On the day, though, the World Startup Convention turned out to be a scam: bereft of investors or ministers, poorly organized, and dubiously marketed. The event was a monumental and landmark case of how to spot red flags for such events in the creator economy,” Neel Gogia, the co-founder of influencer marketing agency IPLIX Media, told Quartz.

How aspiring Indian entrepreneurs and students were hoaxed in the quest for funding

The World Startup Convention was originally scheduled for Jan. 14-16., before it was postponed to March 24-26. Attendees flew in from cities like Nashik, Chennai, Darjeeling, and Surat, spending significant amounts of money on registration, stay, and travel.

Long queues, a tedious registration process, and several other delays later, the attendees were aghast at finding hardly any investors at Greater Noida’s India Expo Centre and Mart. The quality of programmes and event organization, too, proved to be subpar.
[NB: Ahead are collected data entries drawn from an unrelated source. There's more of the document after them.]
//! Strongly typed dense identifiers.
//!
//! Every id is an index into an arena owned by the catalogue or the graph,
//! assigned sequentially from zero at construction time.

use std::fmt;

/// Generate a typed id wrapper around a `u32` index.
macro_rules! typed_id {
    ($(#[$attr:meta])* $vis:vis struct $name:ident;) => {
        $(#[$attr])*
        #[derive(Copy, Clone, PartialEq, Eq, Hash, PartialOrd, Ord, Debug)]
        $vis struct $name(pub u32);

        impl $name {
            /// Cast to `usize` for direct use as a `Vec` index.
            #[inline(always)]
            pub fn index(self) -> usize {
                self.0 as usize
            }

            /// Id for the arena slot at `index`.
            ///
            /// # Panics
            ///
            /// Panics if `index` does not fit in a `u32`; arenas never grow
            /// that large.
            #[inline]
            pub(crate) fn from_index(index: usize) -> Self {
                match u32::try_from(index) {
                    Ok(raw) => $name(raw),
                    Err(_) => panic!(concat!(stringify!($name), " overflow: {}"), index),
                }
            }
        }

        impl fmt::Display for $name {
            fn fmt(&self, f: &mut fmt::Formatter<'_>) -> fmt::Result {
                write!(f, "{}({})", stringify!($name), self.0)
            }
        }

        impl From<$name> for usize {
            #[inline(always)]
            fn from(id: $name) -> usize {
                id.0 as usize
            }
        }
    };
}

typed_id! {
    /// Index of a stop in the catalogue.
    pub struct StopId;
}

typed_id! {
    /// Index of a bus route in the catalogue.
    pub struct BusId;
}

typed_id! {
    /// Index of a graph vertex.
    pub struct VertexId;
}

typed_id! {
    /// Index of a directed graph edge.
    pub struct EdgeId;
}
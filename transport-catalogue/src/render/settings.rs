//! Map rendering configuration.

use serde::Deserialize;

use super::svg::Color;

/// Layout and styling of the rendered map.
///
/// Every field is optional in the request document; missing ones take the
/// defaults below.
#[derive(Debug, Clone, PartialEq, Deserialize)]
#[serde(default)]
pub struct RenderSettings {
    /// Image width in pixels
    pub width: f64,

    /// Image height in pixels
    pub height: f64,

    /// Margin between the outermost stops and the image edge
    pub padding: f64,

    /// Stroke width of bus lines
    pub line_width: f64,

    /// Radius of stop markers
    pub stop_radius: f64,

    pub bus_label_font_size: u32,
    pub bus_label_offset: [f64; 2],

    pub stop_label_font_size: u32,
    pub stop_label_offset: [f64; 2],

    /// Halo drawn under every label
    pub underlayer_color: Color,
    pub underlayer_width: f64,

    /// Bus colours, assigned in bus name order and reused cyclically
    pub color_palette: Vec<Color>,
}

impl Default for RenderSettings {
    fn default() -> Self {
        Self {
            width: 1200.0,
            height: 1200.0,
            padding: 50.0,
            line_width: 14.0,
            stop_radius: 5.0,
            bus_label_font_size: 20,
            bus_label_offset: [7.0, 15.0],
            stop_label_font_size: 20,
            stop_label_offset: [7.0, -3.0],
            underlayer_color: Color::from("white"),
            underlayer_width: 3.0,
            color_palette: ["red", "orange", "yellow", "green", "blue", "purple"]
                .into_iter()
                .map(Color::from)
                .collect(),
        }
    }
}

impl RenderSettings {
    /// Colour of the `index`-th bus in name order; `none` with an empty palette.
    pub fn bus_color(&self, index: usize) -> Color {
        if self.color_palette.is_empty() {
            return Color::None;
        }
        self.color_palette[index % self.color_palette.len()].clone()
    }
}

#[cfg(test)]
mod tests {
    use super::*;

    #[test]
    fn deserialize_full() {
        let settings: RenderSettings = serde_json::from_str(
            r#"{
                "width": 600,
                "height": 400,
                "padding": 30,
                "line_width": 10,
                "stop_radius": 4,
                "bus_label_font_size": 18,
                "bus_label_offset": [6, 12],
                "stop_label_font_size": 14,
                "stop_label_offset": [5, -2],
                "underlayer_color": [255, 255, 255, 0.85],
                "underlayer_width": 2,
                "color_palette": ["green", [255, 160, 0], "red"]
            }"#,
        )
        .unwrap();

        assert_eq!(settings.width, 600.0);
        assert_eq!(settings.bus_label_offset, [6.0, 12.0]);
        assert_eq!(settings.underlayer_color, Color::Rgba(255, 255, 255, 0.85));
        assert_eq!(settings.color_palette.len(), 3);
        assert_eq!(settings.color_palette[1], Color::Rgb(255, 160, 0));
    }

    #[test]
    fn missing_fields_default() {
        let settings: RenderSettings = serde_json::from_str(r#"{"width": 800}"#).unwrap();

        assert_eq!(settings.width, 800.0);
        assert_eq!(settings.height, 1200.0);
        assert_eq!(settings.color_palette, RenderSettings::default().color_palette);
    }

    #[test]
    fn palette_cycles() {
        let settings = RenderSettings {
            color_palette: vec![Color::from("red"), Color::from("blue")],
            ..RenderSettings::default()
        };

        assert_eq!(settings.bus_color(0), Color::from("red"));
        assert_eq!(settings.bus_color(1), Color::from("blue"));
        assert_eq!(settings.bus_color(2), Color::from("red"));
    }

    #[test]
    fn empty_palette_paints_nothing() {
        let settings = RenderSettings {
            color_palette: Vec::new(),
            ..RenderSettings::default()
        };
        assert_eq!(settings.bus_color(3), Color::None);
    }
}
//! Domain types for the transport catalogue.
//!
//! Stops and buses are created once by the catalogue and never mutated;
//! itineraries are produced fresh for every route query.

mod bus;
mod error;
mod itinerary;
mod stop;

pub use bus::{Bus, BusInfo};
pub use error::CatalogueError;
pub use itinerary::{Itinerary, Ride, Segment, Wait};
pub use stop::Stop;
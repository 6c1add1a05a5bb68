//! Routing configuration for the transport router.

use serde::Deserialize;

/// Error returned when routing settings cannot produce a valid graph.
#[derive(Debug, Clone, PartialEq, thiserror::Error)]
pub enum SettingsError {
    /// Wait time is negative or not a number
    #[error("bus wait time must be a non-negative number of minutes, got {0}")]
    InvalidWaitTime(f64),

    /// Velocity is zero, negative or not a number
    #[error("bus velocity must be a positive number of km/h, got {0}")]
    InvalidVelocity(f64),
}

/// Configuration parameters for route building.
#[derive(Debug, Clone, Copy, PartialEq, Deserialize)]
#[serde(default)]
pub struct RoutingSettings {
    /// Time spent waiting for any bus at a stop (minutes).
    pub bus_wait_time: f64,

    /// Average bus speed (km/h).
    pub bus_velocity: f64,
}

impl RoutingSettings {
    /// Create a new configuration with the given parameters.
    pub fn new(bus_wait_time: f64, bus_velocity: f64) -> Self {
        Self {
            bus_wait_time,
            bus_velocity,
        }
    }

    /// Check that every edge weight derived from these settings is
    /// non-negative and finite.
    pub fn validate(&self) -> Result<(), SettingsError> {
        if !self.bus_wait_time.is_finite() || self.bus_wait_time < 0.0 {
            return Err(SettingsError::InvalidWaitTime(self.bus_wait_time));
        }
        if !self.bus_velocity.is_finite() || self.bus_velocity <= 0.0 {
            return Err(SettingsError::InvalidVelocity(self.bus_velocity));
        }
        Ok(())
    }

    /// Minutes needed to drive `distance_m` metres at the configured velocity.
    pub fn travel_minutes(&self, distance_m: f64) -> f64 {
        distance_m * 60.0 / (self.bus_velocity * 1000.0)
    }
}

impl Default for RoutingSettings {
    fn default() -> Self {
        Self {
            bus_wait_time: 6.0,
            bus_velocity: 40.0,
        }
    }
}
Some furious attendees eventually filed police complaints. Bambrew, a Bengaluru-based eco-friendly startup that sponsored the event to the tune of $60,000, is mulling legal action, Inc42 reported.

The organizers were asked to explain their posters—some of which featured Musk—and the claims in their influencer-led marketing.
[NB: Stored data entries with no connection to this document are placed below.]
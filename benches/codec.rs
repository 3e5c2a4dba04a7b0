use criterion::{criterion_group, criterion_main, Criterion};

use packform::{codec, format::Format, Value};

pub fn pack_unpack(c: &mut Criterion) {
    let mut group = c.benchmark_group("codec");

    let format = Format::parse("<4I2d").expect("parse");
    let values = [
        Value::Int(1),
        Value::Int(2),
        Value::Int(3),
        Value::Int(4),
        Value::F64(1.5),
        Value::F64(-2.5),
    ];

    group.bench_function("encode", |b| {
        b.iter(|| codec::encode(&format, &values).expect("encode"));
    });

    let data = codec::encode(&format, &values).expect("encode");
    group.bench_function("decode", |b| {
        b.iter(|| codec::decode(&format, &data).expect("decode"));
    });

    group.bench_function("pack_with_parse", |b| {
        b.iter(|| packform::pack("<4I2d", &values).expect("pack"));
    });

    group.finish();
}

criterion_group!(benches, pack_unpack);
criterion_main!(benches);
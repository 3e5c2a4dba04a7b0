#![cfg_attr(nightly, feature(no_coverage))]

pub mod codec;
pub use codec::Value;

mod error;
pub use error::Error;

pub mod format;
pub use format::Format;

/// Packs `values` into a byte buffer laid out by `fmt`.
///
/// The format is parsed fresh on every call; parse a [`Format`] yourself
/// and use [`codec::encode`] to reuse one layout across calls.
pub fn pack(fmt: &str, values: &[Value]) -> Result<Vec<u8>, Error> {
    let format = Format::parse(fmt)?;
    Ok(codec::encode(&format, values)?)
}

/// Unpacks `buffer` into the scalar values laid out by `fmt`.
///
/// The buffer length must match the format's size exactly.
pub fn unpack(fmt: &str, buffer: &[u8]) -> Result<Vec<Value>, Error> {
    let format = Format::parse(fmt)?;
    Ok(codec::decode(&format, buffer)?)
}

/// Variadic front end for [`pack`]: any mix of primitive integers, floats
/// and bools that convert into [`Value`].
///
/// ```rust
/// let data = packform::pack!("<IH", 14u32, 12u16)?;
/// assert_eq!(data, [14, 0, 0, 0, 12, 0]);
/// # Ok::<(), packform::Error>(())
/// ```
#[macro_export]
macro_rules! pack {
    ($fmt:expr $(, $value:expr)* $(,)?) => {
        $crate::pack($fmt, &[$($crate::Value::from($value)),*])
    };
}

#[cfg(test)]
mod tests {

    use coverage_helper::test;
    use matches::assert_matches;

    use crate::{codec, format, pack, unpack, Error, Value};

    #[test]
    fn pack_unpack_two_fields() {
        let data = pack!("<IH", 14u32, 12u16).expect("pack");
        assert_eq!(data, [14, 0, 0, 0, 12, 0]);

        let values = unpack("<IH", &data).expect("unpack");
        assert_eq!(values, [Value::Int(14), Value::Int(12)]);

        // native mode needs no padding here, so the size is stable too.
        assert_eq!(pack!("IH", 14u32, 12u16).expect("pack").len(), 6);
    }

    #[test]
    fn float_fields() {
        assert_eq!(pack!("<f", 10.0f32).expect("pack"), [0, 0, 32, 65]);
        assert_eq!(
            pack!("<d", 10.0).expect("pack"),
            [0, 0, 0, 0, 0, 0, 36, 64]
        );
        // a double narrows into an `f` field.
        assert_eq!(pack!("<f", 10.0).expect("pack"), [0, 0, 32, 65]);
    }

    #[test]
    fn bad_format() {
        assert_matches!(
            pack("a", &[]),
            Err(Error::Format(format::Error::BadChar('a')))
        );
        assert_matches!(pack("", &[]), Err(Error::Format(format::Error::Empty)));
    }

    #[test]
    fn bad_arity() {
        assert_matches!(
            pack("i", &[]),
            Err(Error::Codec(codec::Error::Arity { .. }))
        );
        assert_matches!(
            pack!("i", 2, 2),
            Err(Error::Codec(codec::Error::Arity { .. }))
        );
    }

    #[test]
    fn bad_buffer_size() {
        assert_matches!(
            unpack("<IH", &[0; 5]),
            Err(Error::Codec(codec::Error::Size {
                expected: 6,
                actual: 5
            }))
        );
    }

    #[test]
    fn marker_only_format() {
        assert_eq!(pack!("<").expect("pack"), Vec::<u8>::new());
        assert_eq!(unpack("<", &[]).expect("unpack"), Vec::<Value>::new());
    }

    #[test]
    fn mixed_round_trip() {
        let data = pack!(">2h?dQ", -300i16, 300i16, true, -2.5, u64::MAX).expect("pack");
        let values = unpack(">2h?dQ", &data).expect("unpack");
        assert_eq!(
            values,
            [
                Value::Int(-300),
                Value::Int(300),
                Value::Bool(true),
                Value::F64(-2.5),
                Value::Int(i128::from(u64::MAX)),
            ]
        );
    }
}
Arjun Chaudhary, the event’s co-founder, defended the festival. “There were a lot of prestigious investors and when they saw the drama, they immediately left,” Chaudhary told The Indian Express. Chaotic protests compelled one minister of the Indian government to cancel his attendance at the last minute, Chaudhary said.
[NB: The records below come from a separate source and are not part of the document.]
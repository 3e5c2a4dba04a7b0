#[derive(Debug, thiserror::Error)]
pub enum Error {
    #[error("expected {expected} values for packing (got {actual})")]
    Arity { expected: usize, actual: usize },

    #[error("value {index} ({value}) out of range [{min}, {max}]")]
    OutOfRange {
        index: usize,
        value: i128,
        min: i128,
        max: i128,
    },

    #[error("buffer of {actual} bytes does not match format size {expected}")]
    Size { expected: usize, actual: usize },

    #[error("value {index} expected to be {expected} (got {actual})")]
    Type {
        index: usize,
        expected: &'static str,
        actual: &'static str,
    },
}
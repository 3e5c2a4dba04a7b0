#[derive(Debug, thiserror::Error)]
pub enum Error {
    #[error("bad char {0:?} in format")]
    BadChar(char),

    #[error("repeat count overflows field count")]
    CountOverflow,

    #[error("repeat count given without a type code")]
    DanglingCount,

    #[error("format has no order marker and no type codes")]
    Empty,
}
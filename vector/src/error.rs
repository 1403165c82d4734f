//! Error types for vector collection backends.

use thiserror::Error;

/// Result type alias for vector store operations.
pub type Result<T> = std::result::Result<T, VectorError>;

/// Errors that can occur in a vector store.
#[derive(Error, Debug)]
pub enum VectorError {
    /// The collection does not exist.
    #[error("collection not found: {0}")]
    CollectionNotFound(String),

    /// API request failed.
    #[error("API request failed: {0}")]
    ApiRequest(String),

    /// Response from the backend could not be interpreted.
    #[error("invalid response: {0}")]
    InvalidResponse(String),

    /// Serialization error.
    #[error("serialization error: {0}")]
    Serialization(#[from] serde_json::Error),

    /// HTTP error.
    #[error("http error: {0}")]
    Http(#[from] reqwest::Error),
}
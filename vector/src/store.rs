//! The vector store abstraction.

use async_trait::async_trait;

use crate::Metadata;
use crate::error::Result;
use crate::record::{ChunkRecord, CollectionSample, CollectionSummary, MetadataFilter, QueryMatch};

/// Trait for vector collection backends.
///
/// A store owns named collections of chunk records and answers similarity
/// queries over them. Embedding computation happens inside the backend on
/// write; callers only ever see text, metadata, and distances.
#[async_trait]
pub trait VectorStore: Send + Sync {
    /// Get the name of this backend.
    fn name(&self) -> &str;

    /// Create the collection if it does not exist.
    ///
    /// `metadata` is recorded at creation time only; an existing collection
    /// keeps whatever metadata it was created with.
    async fn get_or_create(&self, collection_id: &str, metadata: Metadata) -> Result<()>;

    /// Write records to a collection in one bulk call, keyed by record id.
    async fn upsert(&self, collection_id: &str, records: Vec<ChunkRecord>) -> Result<()>;

    /// Query a collection for the `n_results` records closest to
    /// `query_text`, closest first, optionally restricted by a metadata
    /// equality filter applied before ranking is cut off.
    async fn query(
        &self,
        collection_id: &str,
        query_text: &str,
        n_results: usize,
        filter: Option<&MetadataFilter>,
    ) -> Result<Vec<QueryMatch>>;

    /// Delete a collection and all its records.
    async fn delete(&self, collection_id: &str) -> Result<()>;

    /// List all collections.
    async fn list(&self) -> Result<Vec<CollectionSummary>>;

    /// Count the records in a collection.
    async fn count(&self, collection_id: &str) -> Result<usize>;

    /// Return up to `limit` records from a collection, for introspection.
    async fn peek(&self, collection_id: &str, limit: usize) -> Result<CollectionSample>;
}
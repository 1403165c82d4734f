//! The sync-and-query engine facade.

use std::sync::Arc;

use serde::{Deserialize, Serialize};
use tracing::{info, warn};

use ragmark_llm::ChatModel;
use ragmark_sources::DocumentSource;
use ragmark_vector::{CollectionSample, VectorStore};

use crate::addressing;
use crate::answerer::{Answer, Answerer};
use crate::chunker::ChunkSplitter;
use crate::config::EngineConfig;
use crate::error::{EngineError, Result};
use crate::indexer::DocumentIndexer;
use crate::jobs::{JobStore, MemoryJobStore, SyncJob, SyncJobManager, SyncReport};
use crate::search::{SearchEngine, SearchHit, SearchOutcome};

/// How many records a collection peek shows per field.
const PEEK_SAMPLE_LEN: usize = 3;

/// Width of peeked document previews, in characters.
const PEEK_PREVIEW_LEN: usize = 100;

/// A collection as reported by [`RagEngine::list_collections`].
#[derive(Debug, Clone, Serialize, Deserialize)]
pub struct CollectionInfo {
    /// Collection id under the addressing scheme.
    pub collection_id: String,

    /// Literal repository identifier recorded at creation time, or
    /// `unknown` for collections created without one.
    pub repository: String,

    /// Number of stored chunk records.
    pub document_count: usize,
}

/// A sample of one repository's collection.
#[derive(Debug, Clone, Serialize, Deserialize)]
pub struct CollectionPeek {
    /// The repository that was peeked.
    pub repository: String,

    /// Collection id under the addressing scheme.
    pub collection_id: String,

    /// Total number of stored chunk records.
    pub total_documents: usize,

    /// Up to a few records, with previews instead of full texts.
    pub sample: CollectionSample,
}

/// The retrieval-augmented sync-and-query engine.
///
/// One engine instance coordinates a document source, a vector store, an
/// optional chat backend, and the job table. All per-repository state lives
/// in the vector store; the engine itself only holds the wiring.
pub struct RagEngine {
    store: Arc<dyn VectorStore>,
    search: Arc<SearchEngine>,
    jobs: SyncJobManager,
    answerer: Option<Answerer>,
}

impl RagEngine {
    /// Create a new engine builder.
    pub fn builder() -> RagEngineBuilder {
        RagEngineBuilder::new()
    }

    /// Fetch and index a repository, blocking until done.
    pub async fn index_sync(&self, repository: &str) -> SyncReport {
        self.jobs.run_sync(repository).await
    }

    /// Start a background sync and return its job id.
    pub async fn submit_sync(&self, repository: &str) -> String {
        self.jobs.submit(repository).await
    }

    /// Look up a sync job. `None` means the job never existed or has
    /// expired from the job table.
    pub async fn get_sync_status(&self, job_id: &str) -> Option<SyncJob> {
        self.jobs.status(job_id).await
    }

    /// Search a repository for relevant chunks; failures collapse to an
    /// empty result.
    pub async fn search(&self, repository: &str, query: &str, limit: usize) -> Vec<SearchHit> {
        self.search.search(repository, query, limit).await.into_hits()
    }

    /// Search a repository, keeping the failure cause distinguishable.
    pub async fn search_outcome(
        &self,
        repository: &str,
        query: &str,
        limit: usize,
    ) -> SearchOutcome {
        self.search.search(repository, query, limit).await
    }

    /// Search restricted to one directory. An empty directory falls back
    /// to an unscoped search.
    pub async fn search_in_directory(
        &self,
        repository: &str,
        directory: &str,
        query: &str,
        limit: usize,
    ) -> Vec<SearchHit> {
        if directory.is_empty() {
            return self.search(repository, query, limit).await;
        }
        self.search
            .search_by_directory(repository, directory, query, limit)
            .await
            .into_hits()
    }

    /// Answer a question from a repository's indexed content.
    ///
    /// Fails with [`EngineError::ChatModelNotConfigured`] when the engine
    /// was built without a chat backend.
    pub async fn ask(&self, repository: &str, question: &str, context_limit: usize) -> Result<Answer> {
        let answerer = self
            .answerer
            .as_ref()
            .ok_or(EngineError::ChatModelNotConfigured)?;
        answerer.answer(repository, question, context_limit).await
    }

    /// List all collections with their repository and record count.
    pub async fn list_collections(&self) -> Result<Vec<CollectionInfo>> {
        let summaries = self.store.list().await?;

        let mut collections = Vec::with_capacity(summaries.len());
        for summary in summaries {
            let document_count = match self.store.count(&summary.id).await {
                Ok(count) => count,
                Err(err) => {
                    warn!("Could not count collection {}: {err}", summary.id);
                    0
                }
            };
            let repository = summary
                .metadata
                .get("repository")
                .and_then(serde_json::Value::as_str)
                .unwrap_or("unknown")
                .to_string();
            collections.push(CollectionInfo {
                collection_id: summary.id,
                repository,
                document_count,
            });
        }
        Ok(collections)
    }

    /// Delete a collection by its collection id.
    pub async fn delete_collection(&self, collection_id: &str) -> Result<()> {
        self.store.delete(collection_id).await?;
        info!("Deleted collection {collection_id}");
        Ok(())
    }

    /// Sample a repository's collection: total record count plus up to a
    /// few records with previewed texts.
    pub async fn peek_collection(&self, repository: &str, limit: usize) -> Result<CollectionPeek> {
        let collection_id = addressing::collection_id(repository);

        let total_documents = self.store.count(&collection_id).await?;
        let mut sample = self.store.peek(&collection_id, limit).await?;

        sample.ids.truncate(PEEK_SAMPLE_LEN);
        sample.metadatas.truncate(PEEK_SAMPLE_LEN);
        sample.texts.truncate(PEEK_SAMPLE_LEN);
        sample.texts = sample
            .texts
            .into_iter()
            .map(|text| preview_text(&text))
            .collect();

        Ok(CollectionPeek {
            repository: repository.to_string(),
            collection_id,
            total_documents,
            sample,
        })
    }
}

/// First [`PEEK_PREVIEW_LEN`] characters of a stored text, with an ellipsis
/// when cut.
fn preview_text(text: &str) -> String {
    if text.chars().count() <= PEEK_PREVIEW_LEN {
        return text.to_string();
    }
    let head: String = text.chars().take(PEEK_PREVIEW_LEN).collect();
    format!("{head}...")
}

/// Builder for [`RagEngine`].
pub struct RagEngineBuilder {
    config: EngineConfig,
    source: Option<Arc<dyn DocumentSource>>,
    store: Option<Arc<dyn VectorStore>>,
    chat: Option<Arc<dyn ChatModel>>,
    job_store: Option<Arc<dyn JobStore>>,
}

impl RagEngineBuilder {
    /// Create a new builder.
    pub fn new() -> Self {
        Self {
            config: EngineConfig::default(),
            source: None,
            store: None,
            chat: None,
            job_store: None,
        }
    }

    /// Set the document source (required).
    pub fn with_source(mut self, source: Arc<dyn DocumentSource>) -> Self {
        self.source = Some(source);
        self
    }

    /// Set the vector store (required).
    pub fn with_store(mut self, store: Arc<dyn VectorStore>) -> Self {
        self.store = Some(store);
        self
    }

    /// Set the chat backend used by [`RagEngine::ask`].
    pub fn with_chat_model(mut self, chat: Arc<dyn ChatModel>) -> Self {
        self.chat = Some(chat);
        self
    }

    /// Replace the in-memory job store.
    pub fn with_job_store(mut self, job_store: Arc<dyn JobStore>) -> Self {
        self.job_store = Some(job_store);
        self
    }

    /// Replace the default configuration.
    pub fn with_config(mut self, config: EngineConfig) -> Self {
        self.config = config;
        self
    }

    /// Build the engine.
    pub fn build(self) -> Result<RagEngine> {
        let source = self
            .source
            .ok_or_else(|| EngineError::Config("a document source is required".to_string()))?;
        let store = self
            .store
            .ok_or_else(|| EngineError::Config("a vector store is required".to_string()))?;
        let job_store = self
            .job_store
            .unwrap_or_else(|| Arc::new(MemoryJobStore::new()));

        let splitter = ChunkSplitter::new(self.config.chunking.chunk_size);
        let indexer = Arc::new(DocumentIndexer::new(Arc::clone(&store), splitter));
        let search = Arc::new(SearchEngine::new(
            Arc::clone(&store),
            self.config.search.clone(),
        ));
        let jobs = SyncJobManager::new(
            Arc::clone(&source),
            indexer,
            job_store,
            &self.config.jobs,
        );
        let answerer = self
            .chat
            .map(|chat| Answerer::new(Arc::clone(&search), chat, self.config.answer.clone()));

        info!(
            "Engine initialized (source: {}, store: {}, chat: {})",
            source.name(),
            store.name(),
            if answerer.is_some() { "yes" } else { "no" }
        );
        Ok(RagEngine {
            store,
            search,
            jobs,
            answerer,
        })
    }
}

impl Default for RagEngineBuilder {
    fn default() -> Self {
        Self::new()
    }
}

#[cfg(test)]
mod tests {
    use super::*;
    use pretty_assertions::assert_eq;
    use ragmark_sources::StaticSource;
    use ragmark_vector::MemoryStore;

    #[test]
    fn test_build_requires_source_and_store() {
        let missing_source = RagEngine::builder()
            .with_store(Arc::new(MemoryStore::new()))
            .build();
        assert!(matches!(missing_source, Err(EngineError::Config(_))));

        let missing_store = RagEngine::builder()
            .with_source(Arc::new(StaticSource::new()))
            .build();
        assert!(matches!(missing_store, Err(EngineError::Config(_))));
    }

    #[tokio::test]
    async fn test_ask_without_chat_model_fails_fast() {
        let engine = RagEngine::builder()
            .with_source(Arc::new(StaticSource::new()))
            .with_store(Arc::new(MemoryStore::new()))
            .build()
            .unwrap();

        let result = engine.ask("owner/repo", "anything", 3).await;

        assert!(matches!(result, Err(EngineError::ChatModelNotConfigured)));
    }

    #[test]
    fn test_preview_text_is_bounded() {
        let text = "y".repeat(500);
        let cut = preview_text(&text);

        assert!(cut.ends_with("..."));
        assert_eq!(cut.chars().count(), PEEK_PREVIEW_LEN + 3);
        assert_eq!(preview_text("tiny"), "tiny");
    }
}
The media’s focus is now turning towards those who promoted the event, such as Bhagat and Warikoo. The fiasco—the startup world’s Fyre Festival—provided yet another lesson in the hollowness of influencer marketing.

India needs more ethical marketing from its influencers

Warikoo, a bestselling writer with 2.2 million followers on Instagram, denied any direct involvement in the event. He said his team had asked the organizers multiple times to take down ads involving him, after he disassociated from the event in January. However, according to him, they never complied.

Others, like Bhagat, have refused to comment.

This is not the first time social media influencers and content creators in India have been accused of irresponsible promotions. Several have been called out in connection with cryptocurrency-related advertising, online games, and even the financial markets.

In January, India’s consumer affairs ministry declared that such misleading promotion will attract a fine of up to $60,700 or a suspension of accounts for up to two years.

Experts believe that strict implementation of such regulations is key. “They have to go beyond what’s on paper and implement,” Ami Shah, co-founder of IntelliAssist, a digital marketing agency, told Quartz. “Having said that, the government is a crucial element in policymaking, but it has to be a combined effort from influencers, corporates, public and the government.”

Even content creators have to be mindful of providing appropriate disclosures to their audience, Gogia said.

“In such cases where influencers have disassociated themselves from a brand or event, we suggest [they] communicate this with their audience, especially if their content is still being used for the promotions of the event,” he said. “This helps ensure their followers and audience is not misled or scammed.”